Tipps zur Verwendung
- Häufiger Fehler: Ein unvollständiger Bezugsbereich kann das Endergebnis beeinflussen.
- Hinweis zur Umgebung: Die zugehörigen Arbeitsblätter und referenzierten Zellen müssen weiterhin zugänglich sein.
4. Neu berechnete Ergebnisse prüfen
Einstiegspunkt: Von MIRR referenzierte Daten bearbeiten
- Suchen Sie die Cashflow- oder Zinssatzzellen, auf die sich die MIRR-Formel bezieht.
- Ändern Sie einen oder mehrere Werte in diesen Zellen.
- Kehren Sie zur Ergebniszelle zurück und prüfen Sie, ob der Wert aktualisiert wird.
- Wenn das Ergebnis nicht wie erwartet aktualisiert wird, überprüfen Sie den Bezugsbereich und das Datenformat.
Erfolgskriterien
- Ergebnis in der Benutzeroberfläche: Die Ergebniszelle wird aktualisiert, wenn sich referenzierte Daten ändern.

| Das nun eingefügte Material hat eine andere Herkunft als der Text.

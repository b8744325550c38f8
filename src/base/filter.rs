use crate::base;

/// Conjunction of the text, relation and payment method predicates applied to
/// an event's gift records.
#[derive(Debug, Clone, Default, PartialEq, Eq, serde::Serialize, serde::Deserialize)]
#[serde(rename_all = "camelCase", default)]
pub struct Filter {
    /// Case-insensitive substring of the name or memo. Blank matches all.
    pub query: String,
    /// Exact relation to keep. `None` keeps every record.
    pub relation: Option<base::Relation>,
    /// Exact payment method to keep. `None` keeps every record.
    pub method: Option<base::Method>,
}

impl Filter {
    pub fn is_empty(&self) -> bool {
        self.query.trim().is_empty() && self.relation.is_none() && self.method.is_none()
    }

    pub fn matches(&self, r: &base::GiftRecord) -> bool {
        self.matches_query(r)
            && self.relation.is_none_or(|x| r.relation() == Some(x))
            && self.method.is_none_or(|x| r.method() == Some(x))
    }

    fn matches_query(&self, r: &base::GiftRecord) -> bool {
        let query = self.query.trim();
        if query.is_empty() {
            return true;
        }
        let query = query.to_lowercase();
        r.name().to_lowercase().contains(&query) || r.memo().to_lowercase().contains(&query)
    }

    /// Returns the records satisfying every predicate, in input order.
    pub fn apply<'r, I>(&self, records: I) -> Vec<&'r base::GiftRecord>
    where
        I: IntoIterator<Item = &'r base::GiftRecord>,
    {
        records.into_iter().filter(|r| self.matches(r)).collect()
    }
}

impl std::fmt::Display for Filter {
    fn fmt(&self, f: &mut std::fmt::Formatter<'_>) -> std::fmt::Result {
        if self.is_empty() {
            return f.write_str("none");
        }
        let mut parts = Vec::new();
        if !self.query.trim().is_empty() {
            parts.push(format!("query '{}'", self.query.trim()));
        }
        if let Some(relation) = self.relation {
            parts.push(format!("relation {}", relation));
        }
        if let Some(method) = self.method {
            parts.push(format!("method {}", method));
        }
        f.write_str(&parts.join(", "))
    }
}
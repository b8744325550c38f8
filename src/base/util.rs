pub const BOUNDING_SPACES_COUNT: usize = 2;
pub const MIN_DASHES_COUNT: usize = 2;

pub const fn count_digits(n: u64) -> usize {
    if n >= 10000000000000000000 {
        return 20;
    }
    let mut count = 1;
    let mut ceil = 10;
    while n >= ceil {
        ceil *= 10;
        count += 1;
    }
    count
}

/// Hangul and other wide characters take about two columns.
pub fn char_width(c: char) -> usize {
    if c.is_ascii() { 1 } else { 2 }
}

/// Returns the number of terminal columns `s` takes.
pub fn display_width(s: &str) -> usize {
    s.chars().map(char_width).sum()
}

/// Truncates `s` to at most `width` columns, ending in `ellipsis` if anything
/// was cut. The ellipsis takes one column.
pub fn clip(s: &str, width: usize, ellipsis: char) -> String {
    if display_width(s) <= width {
        return s.to_string();
    }
    if width == 0 {
        return String::new();
    }
    let mut used = 0;
    let mut clipped = s
        .chars()
        .take_while(|&c| {
            used += char_width(c);
            used < width
        })
        .collect::<String>();
    clipped.push(ellipsis);
    clipped
}
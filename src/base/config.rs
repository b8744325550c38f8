use crate::base;

/// Application config.
#[derive(Debug, Clone, PartialEq, Eq, Default, serde::Serialize, serde::Deserialize)]
#[serde(rename_all = "camelCase", default)]
pub struct Config {
    pub use_colored_output: bool,
    pub use_unicode_symbols: bool,
    pub export_layout: base::export::Layout,
    pub export_format: base::export::Format,
    /// Side given to new gift records when none is specified.
    pub default_side: Option<base::Side>,
}

impl std::fmt::Display for Config {
    /// Writes a terminating newline.
    fn fmt(&self, f: &mut std::fmt::Formatter<'_>) -> std::fmt::Result {
        let s = serde_json::to_string_pretty(self).map_err(|_| std::fmt::Error)?;
        writeln!(f, "{}", s)
    }
}

impl std::str::FromStr for Config {
    type Err = serde_json::Error;

    fn from_str(s: &str) -> Result<Self, Self::Err> {
        serde_json::from_str(s)
    }
}

impl TryFrom<&str> for Config {
    type Error = <Self as std::str::FromStr>::Err;

    fn try_from(value: &str) -> Result<Self, Self::Error> {
        value.parse::<Self>()
    }
}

- Nächste verfügbare Aktion: Sie können die Eingaben weiter anpassen und die Ergebnisse vergleichen.
Tipps zur Verwendung
- Häufiger Fehler: Als Text gespeicherte Zahlen oder falsche Bezüge können zu unerwarteten Ergebnissen führen.
- Hinweis zur Umgebung: Überprüfen Sie in Arbeitsmappen mit komplexen Abhängigkeiten die Bezugskette Schritt für Schritt.